El gobierno de Venezuela ha efectuado serias acusaciones contra Estados Unidos, señalando que un destructor de la Armada estadounidense llevó a cabo un abordaje ilegal a una embarcación pesquera venezolana en aguas que, según Caracas, son de su jurisdicción. Las autoridades venezolanas han calificado este hecho como un intento de Washington por justificar una escalada militar en el Caribe.
El canciller venezolano, Yván Gil, aclaró en un comunicado que la embarcación atunera estaba realizando actividades de pesca autorizadas cuando fue abordada de manera hostil por el destructor Jason Dunham (DDG-109), que contaba con un grupo de dieciocho militares armados. Gil expresó su preocupación por la intervención de las fuerzas estadounidenses, acusándolas de dificultar el trabajo de los pescadores locales.
Además, el presidente Nicolás Maduro y su gobierno han aprovechado este incidente para criticar la política exterior de EE.UU. en la región, argumentando que pretende crear pretextos para una confrontación bélica. Venezuela ha exigido a EE.UU. que detenga acciones que amenacen la paz y la seguridad en el Caribe, señalando que tales maniobras ponen en riesgo tanto a sus ciudadanos como a la estabilidad de la región.

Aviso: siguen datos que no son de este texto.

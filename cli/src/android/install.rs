//! Installing an APK on connected devices.
//!
//! Each target goes through `Pending -> Running -> Succeeded | Failed`. There are no
//! retries; a failed device stays failed until the user reruns the command.
//!
//! Three strategies are available:
//!
//! - [`install_single`]: one explicitly chosen device, output streamed live.
//! - [`install_sequential`]: every device in turn, output streamed live, stopping at
//!   the first failure.
//! - [`install_parallel`]: every device at once with captured output. Failures are
//!   recorded per device and never stop the others.

use std::{fmt, path::Path};

use futures_util::future::join_all;
use serde::Serialize;
use tracing::debug;

use super::adb::{Adb, DeviceHandle};
use crate::{error::FltError, process::ProcessRunner};

/// Which devices an install should reach.
#[derive(Debug, Clone, PartialEq, Eq)]
pub enum InstallTargets {
    /// A device the user asked for by id.
    Single(String),
    /// Every online device, in `adb devices` order.
    All(Vec<String>),
}

/// Decide the install targets from the live device list.
///
/// # Errors
/// - [`FltError::NoDevicesConnected`] if no device is online.
/// - [`FltError::DeviceNotConnected`] if `requested` is not among the online devices.
pub fn select_targets(
    online: &[DeviceHandle],
    requested: Option<&str>,
) -> Result<InstallTargets, FltError> {
    if online.is_empty() {
        return Err(FltError::NoDevicesConnected);
    }

    let ids: Vec<String> = online.iter().map(|device| device.id.clone()).collect();

    match requested {
        Some(device) if ids.iter().any(|id| id == device) => {
            Ok(InstallTargets::Single(device.to_string()))
        }
        Some(device) => Err(FltError::DeviceNotConnected {
            device: device.to_string(),
            available: ids,
        }),
        None => Ok(InstallTargets::All(ids)),
    }
}

/// Position of a device within a multi-device install, rendered as `[i/N] id:`.
#[derive(Debug, Clone, Copy, PartialEq, Eq)]
pub struct DeviceLabel<'a> {
    /// One-based position in the target list.
    pub index: usize,
    pub total: usize,
    pub device: &'a str,
}
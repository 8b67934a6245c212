//! `flt android` command group.

use std::path::Path;

use clap::{Args as ClapArgs, Subcommand};
use color_eyre::eyre::Result;

use super::{build, devices, install};

/// Arguments for the android command group.
#[derive(ClapArgs, Debug)]
pub struct Args {
    #[command(subcommand)]
    command: AndroidCommand,
}

#[derive(Subcommand, Debug)]
enum AndroidCommand {
    /// Build a Flutter APK with a timestamped file name.
    #[command(visible_alias = "b")]
    Build(build::Args),

    /// Install an APK on connected Android devices.
    #[command(visible_alias = "i")]
    Install(install::Args),

    /// List connected Android devices.
    #[command(visible_alias = "d")]
    Devices(devices::Args),
}

/// Run an android subcommand against the project in `project_dir`.
pub async fn run(args: Args, project_dir: &Path) -> Result<()> {
    match args.command {
        AndroidCommand::Build(args) => build::run(args, project_dir).await,
        AndroidCommand::Install(args) => install::run(args, project_dir).await,
        AndroidCommand::Devices(args) => devices::run(args, project_dir).await,
    }
}
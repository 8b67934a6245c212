//! `flt android build` command implementation.

use std::path::{Path, PathBuf};

use chrono::Local;
use clap::Args as ClapArgs;
use color_eyre::eyre::Result;

use crate::{header, success};
use flt_cli::{
    FltError,
    android::{
        BuildVariant,
        build::{BuildRequest, build_apk},
        sdk::find_flutter,
    },
    output::{BuildReport, emit_json, global_output_format},
    process::SystemRunner,
    project::FlutterProject,
};

/// Arguments for the build command.
#[derive(ClapArgs, Debug)]
pub struct Args {
    /// Build the release variant (defaults to debug).
    #[arg(short, long)]
    release: bool,

    /// APK name prefix (defaults to "app").
    #[arg(short, long)]
    name: Option<String>,

    /// Path to the flutter executable.
    #[arg(long, env = "FLT_FLUTTER", value_name = "PATH")]
    flutter: Option<PathBuf>,
}

/// Run the build command.
pub async fn run(args: Args, project_dir: &Path) -> Result<()> {
    let project = FlutterProject::open(project_dir)?;
    let variant = BuildVariant::from_release(args.release);
    let prefix = project.name_prefix(args.name.as_deref());

    let configured = args.flutter.or_else(|| {
        project
            .config()
            .android
            .flutter
            .as_ref()
            .map(|path| project.root().join(path))
    });
    let flutter = find_flutter(configured.as_deref()).ok_or(FltError::FlutterUnavailable)?;

    header!("Building Flutter APK ({variant})");

    let request = BuildRequest {
        variant,
        prefix,
        stdout_to_stderr: global_output_format().is_json(),
    };
    let apk = build_apk(
        &SystemRunner::new(),
        &flutter,
        &project,
        &request,
        &Local::now(),
    )
    .await?;

    let shown = apk.strip_prefix(project.root()).unwrap_or(&apk);
    success!("Build complete: {}", shown.display());

    if global_output_format().is_json() {
        emit_json(&BuildReport {
            variant,
            apk: &apk,
        })?;
    }
    Ok(())
}
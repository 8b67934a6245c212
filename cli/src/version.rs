//! Version reported by `flt --version`.

use const_format::concatcp;

/// Crate version from `Cargo.toml`.
pub const FLT_VERSION: &str = env!("CARGO_PKG_VERSION");

/// Git commit embedded by the build script, or `unknown` outside a checkout.
pub const FLT_COMMIT: &str = match option_env!("FLT_CLI_COMMIT") {
    Some(commit) => commit,
    None => "unknown",
};

/// `0.1.0 (1a2b3c4d5)`
pub const FLT_LONG_VERSION: &str = concatcp!(FLT_VERSION, " (", FLT_COMMIT, ")");

#[cfg(test)]
mod tests {
    use super::*;

    #[test]
    fn long_version_starts_with_crate_version() {
        assert!(FLT_LONG_VERSION.starts_with(FLT_VERSION));
        assert!(FLT_LONG_VERSION.ends_with(')'));
    }
}
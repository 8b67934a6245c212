//! Shell output abstraction for the CLI.
//!
//! This module provides a global `Shell` for CLI output,
//! handling terminal detection, colors and JSON output mode.

use std::fmt::Display;
use std::io::{self, IsTerminal, Write};
use std::sync::OnceLock;
use std::time::Duration;

use anstyle::{AnsiColor, Style};
use flt_cli::android::install::DeviceLabel;
use indicatif::{MultiProgress, ProgressBar, ProgressStyle};
use serde::Serialize;

/// Global shell instance.
static SHELL: OnceLock<Shell> = OnceLock::new();

/// ANSI styles for output.
pub mod styles {
    use super::{AnsiColor, Style};

    pub const HEADER: Style = Style::new()
        .bold()
        .fg_color(Some(anstyle::Color::Ansi(AnsiColor::Green)));
    pub const ERROR: Style = Style::new()
        .bold()
        .fg_color(Some(anstyle::Color::Ansi(AnsiColor::Red)));
    pub const WARN: Style = Style::new()
        .bold()
        .fg_color(Some(anstyle::Color::Ansi(AnsiColor::Yellow)));
    pub const NOTE: Style = Style::new()
        .bold()
        .fg_color(Some(anstyle::Color::Ansi(AnsiColor::Cyan)));
    pub const LABEL: Style = Style::new().fg_color(Some(anstyle::Color::Ansi(AnsiColor::Blue)));
    pub const DEVICE: Style = Style::new().fg_color(Some(anstyle::Color::Ansi(AnsiColor::Cyan)));
    pub const ONLINE: Style = Style::new().fg_color(Some(anstyle::Color::Ansi(AnsiColor::Green)));
    pub const OTHER: Style = Style::new().fg_color(Some(anstyle::Color::Ansi(AnsiColor::Yellow)));
}

/// Initialize the global shell.
///
/// Must be called once at program start.
pub fn init(json: bool) {
    let shell = if json { Shell::json() } else { Shell::new() };
    let _ = SHELL.set(shell);
}

/// Get a reference to the global shell.
///
/// # Panics
///
/// Panics if `init()` was not called.
pub fn get() -> &'static Shell {
    SHELL
        .get()
        .expect("shell not initialized, call shell::init() first")
}

/// Shell output abstraction.
pub struct Shell {
    output: ShellOut,
    multi_progress: MultiProgress,
}

enum ShellOut {
    Human,
    Json,
}

impl Shell {
    fn new() -> Self {
        Self {
            output: ShellOut::Human,
            multi_progress: MultiProgress::new(),
        }
    }

    fn json() -> Self {
        Self {
            output: ShellOut::Json,
            multi_progress: MultiProgress::new(),
        }
    }

    /// Check if output is in JSON mode.
    #[must_use]
    pub const fn is_json(&self) -> bool {
        matches!(self.output, ShellOut::Json)
    }

    /// Check if stderr is a terminal.
    #[must_use]
    pub fn is_terminal(&self) -> bool {
        match &self.output {
            ShellOut::Human => io::stderr().is_terminal(),
            ShellOut::Json => false,
        }
    }

    /// Print a status message with a green header.
    pub fn status(&self, status: impl Display, message: impl Display) -> io::Result<()> {
        match &self.output {
            ShellOut::Human => {
                let mut stderr = anstream::stderr().lock();
                writeln!(
                    stderr,
                    "{}{}{} {message}",
                    styles::HEADER,
                    status,
                    styles::HEADER.render_reset()
                )?;
                stderr.flush()
            }
            ShellOut::Json => {
                #[derive(Serialize)]
                struct Status<'a> {
                    status: &'a str,
                    message: &'a str,
                }
                let json = serde_json::to_string(&Status {
                    status: &status.to_string(),
                    message: &message.to_string(),
                })?;
                writeln!(io::stdout(), "{json}")?;
                io::stdout().flush()
            }
        }
    }

    /// Print a leveled message (`error`, `warning`).
    fn leveled(&self, level: &'static str, style: Style, message: impl Display) -> io::Result<()> {
        match &self.output {
            ShellOut::Human => {
                let mut stderr = anstream::stderr().lock();
                write!(stderr, "{style}{level}{}: ", style.render_reset())?;
                writeln!(stderr, "{message}")?;
                stderr.flush()
            }
            ShellOut::Json => {
                #[derive(Serialize)]
                struct Leveled<'a> {
                    level: &'static str,
                    message: &'a str,
                }
                let json = serde_json::to_string(&Leveled {
                    level,
                    message: &message.to_string(),
                })?;
                writeln!(io::stdout(), "{json}")?;
                io::stdout().flush()
            }
        }
    }

    /// Print an error message.
    pub fn error(&self, message: impl Display) -> io::Result<()> {
        self.leveled("error", styles::ERROR, message)
    }

    /// Print a warning message.
    pub fn warn(&self, message: impl Display) -> io::Result<()> {
        self.leveled("warning", styles::WARN, message)
    }

    /// Print an informational note.
    pub fn note(&self, message: impl Display) -> io::Result<()> {
        match &self.output {
            ShellOut::Human => {
                let mut stderr = anstream::stderr().lock();
                write!(
                    stderr,
                    "{}note{}: ",
                    styles::NOTE,
                    styles::NOTE.render_reset()
                )?;
                writeln!(stderr, "{message}")?;
                stderr.flush()
            }
            ShellOut::Json => Ok(()),
        }
    }

    /// Print a plain line.
    pub fn println(&self, message: impl Display) -> io::Result<()> {
        match &self.output {
            ShellOut::Human => {
                writeln!(anstream::stderr().lock(), "{message}")?;
                Ok(())
            }
            ShellOut::Json => Ok(()),
        }
    }

    /// Print a header/title.
    pub fn header(&self, message: impl Display) -> io::Result<()> {
        match &self.output {
            ShellOut::Human => {
                writeln!(
                    anstream::stderr().lock(),
                    "{}▶ {}{}",
                    styles::HEADER,
                    message,
                    styles::HEADER.render_reset()
                )?;
                Ok(())
            }
            ShellOut::Json => Ok(()),
        }
    }

    /// Create a progress spinner.
    ///
    /// Returns `None` in JSON mode or non-terminal.
    #[must_use]
    pub fn spinner(&self, message: impl Into<String>) -> Option<ProgressBar> {
        if !self.is_terminal() || self.is_json() {
            return None;
        }

        let pb = self.multi_progress.add(ProgressBar::new_spinner());
        pb.set_style(
            ProgressStyle::default_spinner()
                .template("{spinner:.cyan} {msg}")
                .unwrap_or_else(|_| ProgressStyle::default_spinner()),
        );
        pb.set_message(message.into());
        pb.enable_steady_tick(Duration::from_millis(80));
        Some(pb)
    }
}

// Convenience functions that use the global shell

/// Print a status message.
pub fn status(status: impl Display, message: impl Display) {
    let _ = get().status(status, message);
}

/// Print an error message (use `error!` macro instead).
#[doc(hidden)]
pub fn error_fn(message: impl Display) {
    let _ = get().error(message);
}

/// Print a warning message (use `warn!` macro instead).
#[doc(hidden)]
pub fn warn_fn(message: impl Display) {
    let _ = get().warn(message);
}

/// Print a note message (use `note!` macro instead).
#[doc(hidden)]
pub fn note_fn(message: impl Display) {
    let _ = get().note(message);
}

/// Print a plain line (use `line!` macro instead).
#[doc(hidden)]
pub fn println(message: impl Display) {
    let _ = get().println(message);
}

/// Print a header (use `header!` macro instead).
#[doc(hidden)]
pub fn header_fn(message: impl Display) {
    let _ = get().header(message);
}

/// Create a spinner.
pub fn spinner(message: impl Into<String>) -> Option<ProgressBar> {
    get().spinner(message)
}

/// Wrap `text` in `style`; `anstream` strips the escapes when stderr is not a terminal.
pub fn paint(style: Style, text: impl Display) -> String {
    format!("{style}{text}{}", style.render_reset())
}

/// `[i/N] device:` with the counter in blue and the device in cyan.
pub fn device_label(label: DeviceLabel<'_>) -> String {
    format!(
        "{} {}",
        paint(styles::LABEL, format_args!("[{}/{}]", label.index, label.total)),
        paint(styles::DEVICE, format_args!("{}:", label.device))
    )
}

// ============================================================================
// Convenience macros
// ============================================================================

/// Print a success message with a checkmark.
///
/// # Example
/// ```ignore
/// success!("Build complete");
/// success!("Installed on {} devices", count);
/// ```
#[macro_export]
macro_rules! success {
    ($($arg:tt)*) => {
        $crate::shell::status("✓", format!($($arg)*))
    };
}

/// Print a plain line (like println but through shell).
#[macro_export]
macro_rules! line {
    () => {
        $crate::shell::println("")
    };
    ($($arg:tt)*) => {
        $crate::shell::println(format!($($arg)*))
    };
}

/// Print a warning message.
#[macro_export]
macro_rules! warn {
    ($($arg:tt)*) => {
        $crate::shell::warn_fn(format!($($arg)*))
    };
}

/// Print an error message.
#[macro_export]
macro_rules! error {
    ($($arg:tt)*) => {
        $crate::shell::error_fn(format!($($arg)*))
    };
}

/// Print a note/info message.
#[macro_export]
macro_rules! note {
    ($($arg:tt)*) => {
        $crate::shell::note_fn(format!($($arg)*))
    };
}

/// Print a header/title.
#[macro_export]
macro_rules! header {
    ($($arg:tt)*) => {
        $crate::shell::header_fn(format!($($arg)*))
    };
}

En un clima de creciente tensión, Estados Unidos ha mantenido un significativo despliegue militar cerca de las costas venezolanas, incluyendo el envío de aviones y submarinos de combate, lo que ha llevado a Caracas a considerar estas acciones como un peligroso intento de cambio de régimen en el país.
Con un tono desafiante, el ministro de Interior, Diosdado Cabello, hizo un llamado a una defensa “implacable” de la soberanía venezolana. En sus declaraciones, subrayó la necesidad de una resistencia activa y preparación continua frente a lo que considera agresiones extranjeras, en el marco de un plan militar que involucra a diversas fuerzas armadas y milicias en el país.